Scan the records for lines with the word "shared", and copy every such line.

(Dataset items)
★ ★ ★ ★ ★ ★ ★

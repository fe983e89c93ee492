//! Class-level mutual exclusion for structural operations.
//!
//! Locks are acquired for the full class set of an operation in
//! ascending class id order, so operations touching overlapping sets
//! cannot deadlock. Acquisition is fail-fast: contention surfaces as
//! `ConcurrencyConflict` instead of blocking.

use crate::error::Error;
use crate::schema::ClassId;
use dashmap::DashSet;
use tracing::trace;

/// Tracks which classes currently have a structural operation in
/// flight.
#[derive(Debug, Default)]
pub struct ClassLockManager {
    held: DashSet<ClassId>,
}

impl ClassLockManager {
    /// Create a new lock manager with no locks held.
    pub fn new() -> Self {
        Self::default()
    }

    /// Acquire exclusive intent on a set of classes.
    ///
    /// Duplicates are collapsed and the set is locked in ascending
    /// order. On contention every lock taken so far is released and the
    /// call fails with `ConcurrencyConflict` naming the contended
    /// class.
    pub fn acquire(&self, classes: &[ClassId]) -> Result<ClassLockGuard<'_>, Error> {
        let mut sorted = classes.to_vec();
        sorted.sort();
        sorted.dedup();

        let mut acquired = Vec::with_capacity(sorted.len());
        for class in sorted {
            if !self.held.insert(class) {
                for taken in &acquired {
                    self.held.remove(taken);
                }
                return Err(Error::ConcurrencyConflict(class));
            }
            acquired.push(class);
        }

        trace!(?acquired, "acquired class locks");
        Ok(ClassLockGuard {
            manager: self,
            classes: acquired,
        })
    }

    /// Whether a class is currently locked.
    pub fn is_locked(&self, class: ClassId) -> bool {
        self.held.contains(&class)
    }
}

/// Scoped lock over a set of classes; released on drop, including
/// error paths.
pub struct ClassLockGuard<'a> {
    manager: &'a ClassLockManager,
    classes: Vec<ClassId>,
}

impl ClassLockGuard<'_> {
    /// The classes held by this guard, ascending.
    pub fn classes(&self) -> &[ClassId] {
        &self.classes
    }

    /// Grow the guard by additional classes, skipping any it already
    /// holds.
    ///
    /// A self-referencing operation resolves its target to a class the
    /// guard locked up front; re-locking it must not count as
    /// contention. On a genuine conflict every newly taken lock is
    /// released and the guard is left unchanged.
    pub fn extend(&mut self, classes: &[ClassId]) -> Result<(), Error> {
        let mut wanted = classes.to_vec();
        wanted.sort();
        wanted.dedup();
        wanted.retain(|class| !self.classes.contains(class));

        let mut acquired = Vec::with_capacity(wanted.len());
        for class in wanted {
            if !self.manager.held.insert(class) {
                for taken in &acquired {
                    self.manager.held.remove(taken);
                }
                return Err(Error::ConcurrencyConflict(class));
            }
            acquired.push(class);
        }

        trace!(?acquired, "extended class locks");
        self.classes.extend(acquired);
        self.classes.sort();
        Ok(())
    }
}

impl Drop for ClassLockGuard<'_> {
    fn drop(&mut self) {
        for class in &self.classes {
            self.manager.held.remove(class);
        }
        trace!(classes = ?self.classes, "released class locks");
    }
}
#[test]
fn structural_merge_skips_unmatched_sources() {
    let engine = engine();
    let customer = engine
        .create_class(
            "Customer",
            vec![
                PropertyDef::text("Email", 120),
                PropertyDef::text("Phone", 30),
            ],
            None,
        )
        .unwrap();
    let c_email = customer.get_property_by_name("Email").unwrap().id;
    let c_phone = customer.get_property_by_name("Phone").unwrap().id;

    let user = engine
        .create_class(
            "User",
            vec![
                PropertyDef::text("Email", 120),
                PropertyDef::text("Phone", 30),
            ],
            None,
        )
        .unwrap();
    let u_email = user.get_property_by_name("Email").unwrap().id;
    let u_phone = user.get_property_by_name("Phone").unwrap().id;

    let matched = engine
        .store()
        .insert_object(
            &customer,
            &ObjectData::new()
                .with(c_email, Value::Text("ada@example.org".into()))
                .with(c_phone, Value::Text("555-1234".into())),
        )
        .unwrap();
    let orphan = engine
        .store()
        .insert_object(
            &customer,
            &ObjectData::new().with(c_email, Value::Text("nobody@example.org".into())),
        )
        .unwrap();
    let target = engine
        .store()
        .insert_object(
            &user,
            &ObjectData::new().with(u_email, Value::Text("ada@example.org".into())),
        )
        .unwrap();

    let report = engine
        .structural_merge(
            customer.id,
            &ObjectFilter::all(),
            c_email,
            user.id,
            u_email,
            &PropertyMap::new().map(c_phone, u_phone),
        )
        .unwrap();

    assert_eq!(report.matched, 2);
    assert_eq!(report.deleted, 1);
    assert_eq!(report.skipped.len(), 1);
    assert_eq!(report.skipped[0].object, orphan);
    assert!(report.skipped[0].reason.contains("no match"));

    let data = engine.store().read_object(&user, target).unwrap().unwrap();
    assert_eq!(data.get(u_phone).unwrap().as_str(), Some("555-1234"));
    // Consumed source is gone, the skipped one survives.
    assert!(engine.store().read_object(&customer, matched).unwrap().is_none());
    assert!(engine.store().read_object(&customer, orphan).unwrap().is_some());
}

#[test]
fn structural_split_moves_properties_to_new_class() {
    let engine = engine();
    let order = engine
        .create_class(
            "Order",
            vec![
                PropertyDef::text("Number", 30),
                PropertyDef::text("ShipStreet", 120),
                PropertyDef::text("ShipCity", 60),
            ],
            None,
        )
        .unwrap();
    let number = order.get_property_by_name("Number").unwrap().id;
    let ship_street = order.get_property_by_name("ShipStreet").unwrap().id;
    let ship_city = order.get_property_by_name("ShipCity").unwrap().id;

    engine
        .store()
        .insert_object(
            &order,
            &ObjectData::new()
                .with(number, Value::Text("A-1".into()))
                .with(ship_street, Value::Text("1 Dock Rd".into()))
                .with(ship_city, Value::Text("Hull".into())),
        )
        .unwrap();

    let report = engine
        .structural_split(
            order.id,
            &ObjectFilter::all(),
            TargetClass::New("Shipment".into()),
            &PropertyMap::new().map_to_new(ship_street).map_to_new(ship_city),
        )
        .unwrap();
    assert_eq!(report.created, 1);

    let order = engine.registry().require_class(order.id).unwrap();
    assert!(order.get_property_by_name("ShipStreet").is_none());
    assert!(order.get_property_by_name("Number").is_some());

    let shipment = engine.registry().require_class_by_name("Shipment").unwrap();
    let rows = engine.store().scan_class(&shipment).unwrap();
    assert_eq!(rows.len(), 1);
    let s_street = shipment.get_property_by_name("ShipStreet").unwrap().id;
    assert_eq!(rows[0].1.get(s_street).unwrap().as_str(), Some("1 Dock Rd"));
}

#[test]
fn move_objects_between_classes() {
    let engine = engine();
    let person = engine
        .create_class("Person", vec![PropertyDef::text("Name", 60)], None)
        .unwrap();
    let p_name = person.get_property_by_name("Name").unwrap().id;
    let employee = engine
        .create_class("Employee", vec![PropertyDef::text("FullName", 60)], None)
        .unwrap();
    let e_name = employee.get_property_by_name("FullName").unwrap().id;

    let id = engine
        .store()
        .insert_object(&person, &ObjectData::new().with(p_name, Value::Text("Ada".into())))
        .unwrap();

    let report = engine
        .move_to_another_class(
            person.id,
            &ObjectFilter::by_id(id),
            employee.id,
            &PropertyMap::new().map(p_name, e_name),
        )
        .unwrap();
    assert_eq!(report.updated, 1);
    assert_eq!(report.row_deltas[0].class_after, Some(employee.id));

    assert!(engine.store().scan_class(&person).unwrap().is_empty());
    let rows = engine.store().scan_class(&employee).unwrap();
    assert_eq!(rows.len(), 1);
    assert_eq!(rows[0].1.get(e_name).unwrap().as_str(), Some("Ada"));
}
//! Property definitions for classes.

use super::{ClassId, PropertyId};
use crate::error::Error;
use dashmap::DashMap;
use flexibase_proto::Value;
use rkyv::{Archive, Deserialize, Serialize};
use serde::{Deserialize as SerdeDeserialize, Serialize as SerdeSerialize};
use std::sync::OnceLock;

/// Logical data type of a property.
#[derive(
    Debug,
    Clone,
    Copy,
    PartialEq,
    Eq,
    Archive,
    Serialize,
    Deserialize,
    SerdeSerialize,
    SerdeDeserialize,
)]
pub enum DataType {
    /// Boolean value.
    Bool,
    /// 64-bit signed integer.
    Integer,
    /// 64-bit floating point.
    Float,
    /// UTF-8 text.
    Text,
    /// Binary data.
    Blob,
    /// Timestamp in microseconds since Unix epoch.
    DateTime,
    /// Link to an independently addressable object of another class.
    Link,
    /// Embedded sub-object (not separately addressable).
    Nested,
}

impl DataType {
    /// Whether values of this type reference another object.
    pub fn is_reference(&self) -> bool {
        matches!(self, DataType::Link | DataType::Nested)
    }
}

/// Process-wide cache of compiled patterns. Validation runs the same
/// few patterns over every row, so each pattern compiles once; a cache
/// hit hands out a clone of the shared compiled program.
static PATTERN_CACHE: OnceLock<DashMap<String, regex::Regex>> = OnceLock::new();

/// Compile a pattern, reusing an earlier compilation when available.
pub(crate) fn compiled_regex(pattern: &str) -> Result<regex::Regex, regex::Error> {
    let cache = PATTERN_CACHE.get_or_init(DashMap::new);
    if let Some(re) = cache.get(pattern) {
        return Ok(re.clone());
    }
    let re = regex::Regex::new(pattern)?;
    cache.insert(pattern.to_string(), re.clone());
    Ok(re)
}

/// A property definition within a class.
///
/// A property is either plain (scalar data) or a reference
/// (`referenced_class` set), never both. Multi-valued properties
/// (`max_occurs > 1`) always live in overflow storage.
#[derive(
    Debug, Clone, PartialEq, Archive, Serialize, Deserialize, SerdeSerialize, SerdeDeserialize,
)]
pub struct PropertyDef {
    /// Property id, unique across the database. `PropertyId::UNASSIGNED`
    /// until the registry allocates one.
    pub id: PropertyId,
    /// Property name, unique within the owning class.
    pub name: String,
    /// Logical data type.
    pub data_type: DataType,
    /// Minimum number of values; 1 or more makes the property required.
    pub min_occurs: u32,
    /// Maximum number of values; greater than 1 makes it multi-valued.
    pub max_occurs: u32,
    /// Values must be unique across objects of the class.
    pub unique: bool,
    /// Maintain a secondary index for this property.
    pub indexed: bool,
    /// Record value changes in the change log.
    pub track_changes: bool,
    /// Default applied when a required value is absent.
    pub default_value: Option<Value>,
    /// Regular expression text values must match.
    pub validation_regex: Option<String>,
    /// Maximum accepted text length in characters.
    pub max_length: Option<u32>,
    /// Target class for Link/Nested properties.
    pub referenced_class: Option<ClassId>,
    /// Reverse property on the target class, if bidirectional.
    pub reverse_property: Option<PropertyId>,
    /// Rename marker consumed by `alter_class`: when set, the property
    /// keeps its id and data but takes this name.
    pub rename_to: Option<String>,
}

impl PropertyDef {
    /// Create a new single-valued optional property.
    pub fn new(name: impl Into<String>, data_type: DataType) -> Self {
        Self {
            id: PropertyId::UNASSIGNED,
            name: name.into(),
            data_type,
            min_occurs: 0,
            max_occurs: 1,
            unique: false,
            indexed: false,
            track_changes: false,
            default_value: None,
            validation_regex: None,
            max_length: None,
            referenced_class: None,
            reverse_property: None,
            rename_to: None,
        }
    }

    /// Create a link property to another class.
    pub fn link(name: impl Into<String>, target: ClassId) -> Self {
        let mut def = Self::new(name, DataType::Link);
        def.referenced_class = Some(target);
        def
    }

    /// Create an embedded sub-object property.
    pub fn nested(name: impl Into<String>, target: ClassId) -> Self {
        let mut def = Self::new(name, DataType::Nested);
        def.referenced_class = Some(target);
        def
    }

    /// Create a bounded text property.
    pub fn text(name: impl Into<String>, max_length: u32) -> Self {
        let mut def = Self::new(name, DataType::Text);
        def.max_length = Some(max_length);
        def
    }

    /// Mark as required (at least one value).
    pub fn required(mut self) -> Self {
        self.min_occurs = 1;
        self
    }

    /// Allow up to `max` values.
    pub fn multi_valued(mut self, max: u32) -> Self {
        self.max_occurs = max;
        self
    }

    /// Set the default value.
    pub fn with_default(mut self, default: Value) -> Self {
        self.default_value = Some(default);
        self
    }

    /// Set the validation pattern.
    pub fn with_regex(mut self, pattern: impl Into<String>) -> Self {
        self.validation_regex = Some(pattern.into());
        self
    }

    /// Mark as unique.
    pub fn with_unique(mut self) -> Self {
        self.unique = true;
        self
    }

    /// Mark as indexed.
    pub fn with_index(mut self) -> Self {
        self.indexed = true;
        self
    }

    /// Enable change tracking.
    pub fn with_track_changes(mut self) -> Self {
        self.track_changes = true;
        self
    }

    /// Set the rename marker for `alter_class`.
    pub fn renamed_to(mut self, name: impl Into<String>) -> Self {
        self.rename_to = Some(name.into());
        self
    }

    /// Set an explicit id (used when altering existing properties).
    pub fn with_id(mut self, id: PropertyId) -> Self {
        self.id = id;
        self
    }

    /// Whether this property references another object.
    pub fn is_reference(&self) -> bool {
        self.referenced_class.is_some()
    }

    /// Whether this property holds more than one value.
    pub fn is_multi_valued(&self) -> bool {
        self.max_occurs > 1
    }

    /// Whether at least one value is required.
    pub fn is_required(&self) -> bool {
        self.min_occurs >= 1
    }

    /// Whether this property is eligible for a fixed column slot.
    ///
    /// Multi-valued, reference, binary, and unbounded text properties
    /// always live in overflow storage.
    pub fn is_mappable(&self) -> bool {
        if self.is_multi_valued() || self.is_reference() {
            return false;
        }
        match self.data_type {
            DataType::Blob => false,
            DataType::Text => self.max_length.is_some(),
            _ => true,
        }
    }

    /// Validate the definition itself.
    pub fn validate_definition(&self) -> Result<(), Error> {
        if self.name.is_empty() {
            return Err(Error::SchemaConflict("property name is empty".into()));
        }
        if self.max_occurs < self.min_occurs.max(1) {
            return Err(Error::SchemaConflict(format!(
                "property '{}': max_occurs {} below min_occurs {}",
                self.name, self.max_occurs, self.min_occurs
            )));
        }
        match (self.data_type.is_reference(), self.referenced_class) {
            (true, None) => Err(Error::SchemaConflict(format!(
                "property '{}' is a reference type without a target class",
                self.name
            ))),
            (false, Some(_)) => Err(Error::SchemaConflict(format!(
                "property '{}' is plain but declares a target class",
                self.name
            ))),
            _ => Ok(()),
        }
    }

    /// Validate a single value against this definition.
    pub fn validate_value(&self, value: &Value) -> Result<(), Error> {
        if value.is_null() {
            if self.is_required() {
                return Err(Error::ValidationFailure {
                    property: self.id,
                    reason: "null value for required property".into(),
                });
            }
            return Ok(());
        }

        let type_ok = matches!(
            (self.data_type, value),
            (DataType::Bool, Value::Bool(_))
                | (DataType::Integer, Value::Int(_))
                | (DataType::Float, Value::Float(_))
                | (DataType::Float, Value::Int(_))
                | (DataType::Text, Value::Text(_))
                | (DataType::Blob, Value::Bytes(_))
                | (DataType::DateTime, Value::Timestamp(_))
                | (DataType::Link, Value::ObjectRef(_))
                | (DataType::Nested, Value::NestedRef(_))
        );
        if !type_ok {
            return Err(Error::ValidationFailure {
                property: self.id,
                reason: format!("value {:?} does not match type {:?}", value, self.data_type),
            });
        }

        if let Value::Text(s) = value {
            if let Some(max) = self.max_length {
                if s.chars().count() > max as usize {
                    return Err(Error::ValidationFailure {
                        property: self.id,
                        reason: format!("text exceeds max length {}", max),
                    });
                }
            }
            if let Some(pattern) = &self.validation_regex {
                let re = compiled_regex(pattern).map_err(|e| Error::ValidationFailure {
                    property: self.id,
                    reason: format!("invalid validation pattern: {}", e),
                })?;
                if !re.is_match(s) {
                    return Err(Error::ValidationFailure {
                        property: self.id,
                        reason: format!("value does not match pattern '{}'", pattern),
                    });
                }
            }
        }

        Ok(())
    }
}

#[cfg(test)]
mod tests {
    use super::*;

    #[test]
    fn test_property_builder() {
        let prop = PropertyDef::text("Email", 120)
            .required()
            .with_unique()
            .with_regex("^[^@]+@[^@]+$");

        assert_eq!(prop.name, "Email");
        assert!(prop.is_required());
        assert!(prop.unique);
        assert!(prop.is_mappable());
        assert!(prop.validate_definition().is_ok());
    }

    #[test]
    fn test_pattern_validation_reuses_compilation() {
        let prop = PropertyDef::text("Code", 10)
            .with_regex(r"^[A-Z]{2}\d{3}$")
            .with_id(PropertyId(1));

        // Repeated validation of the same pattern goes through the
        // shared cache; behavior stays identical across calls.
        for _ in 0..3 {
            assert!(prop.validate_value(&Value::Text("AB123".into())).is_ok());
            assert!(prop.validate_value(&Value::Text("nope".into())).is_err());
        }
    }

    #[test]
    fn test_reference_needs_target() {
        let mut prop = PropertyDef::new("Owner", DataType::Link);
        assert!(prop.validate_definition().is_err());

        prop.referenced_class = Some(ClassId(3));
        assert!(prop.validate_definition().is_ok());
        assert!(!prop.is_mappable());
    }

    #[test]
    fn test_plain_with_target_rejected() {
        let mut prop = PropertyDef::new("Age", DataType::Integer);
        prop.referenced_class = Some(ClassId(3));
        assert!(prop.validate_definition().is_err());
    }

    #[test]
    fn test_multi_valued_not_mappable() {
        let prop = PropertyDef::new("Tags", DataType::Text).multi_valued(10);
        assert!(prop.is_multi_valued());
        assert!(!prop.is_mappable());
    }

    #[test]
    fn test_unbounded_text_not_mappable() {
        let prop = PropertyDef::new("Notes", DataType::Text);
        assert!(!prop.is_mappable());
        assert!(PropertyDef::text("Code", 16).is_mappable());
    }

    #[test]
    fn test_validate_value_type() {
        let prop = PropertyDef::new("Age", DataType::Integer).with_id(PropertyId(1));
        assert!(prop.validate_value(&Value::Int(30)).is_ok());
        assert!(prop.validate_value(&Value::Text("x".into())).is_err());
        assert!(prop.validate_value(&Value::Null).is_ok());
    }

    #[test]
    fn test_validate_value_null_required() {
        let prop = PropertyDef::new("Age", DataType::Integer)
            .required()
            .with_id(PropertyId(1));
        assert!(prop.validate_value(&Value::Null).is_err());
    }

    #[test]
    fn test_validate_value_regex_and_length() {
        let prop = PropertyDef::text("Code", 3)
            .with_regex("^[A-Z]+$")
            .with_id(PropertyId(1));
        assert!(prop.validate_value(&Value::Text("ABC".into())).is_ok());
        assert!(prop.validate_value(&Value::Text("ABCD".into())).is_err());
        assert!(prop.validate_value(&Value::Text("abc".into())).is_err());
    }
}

★ ★ ★ ★ ★ ★ ★

_Reply to the exercise_:
/// hit hands out a clone of the shared compiled program.
        // shared cache; behavior stays identical across calls.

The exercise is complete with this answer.